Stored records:
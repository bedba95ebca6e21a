use chrono::{DateTime, Utc};
use graphlab_core::algorithms::{self, Strategy};
use graphlab_core::{Loggable, VisitLog};
use serde::Serialize;

use crate::cli::SearchArgs;
use crate::context::CliContext;
use crate::output;

#[derive(Serialize)]
struct VisitView {
    step: usize,
    vertex: String,
    timestamp: DateTime<Utc>,
}

#[derive(Serialize)]
struct SearchReport {
    strategy: Strategy,
    found: Option<String>,
    visited: Vec<String>,
    visits: Vec<VisitView>,
}

pub fn handle(ctx: &CliContext, args: SearchArgs) -> anyhow::Result<()> {
    let strategy = args.strategy.map(Strategy::from).unwrap_or(ctx.config.strategy);
    let start = args.start.as_deref().map(|name| ctx.resolve(name)).transpose()?;
    let target = args.stop.as_deref().map(|name| ctx.resolve(name)).transpose()?;

    let mut log = VisitLog::new();
    let outcome = algorithms::search(
        &ctx.graph,
        start,
        strategy,
        |vertex| log.record_visit(vertex),
        |vertex| Some(vertex) == target,
    )?;

    let report = SearchReport {
        strategy,
        found: outcome.found.map(|id| ctx.name(id)),
        visited: ctx.names(&outcome.visited),
        visits: log
            .visits()
            .iter()
            .map(|entry| VisitView {
                step: entry.step,
                vertex: ctx.name(entry.vertex),
                timestamp: entry.timestamp,
            })
            .collect(),
    };
    output::output_success(report);
    Ok(())
}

TASK STATEMENT:
The word "timestamp" appears on some lines of the data above; say how many such lines there are, with nothing else.

YOUR SOLUTION:
2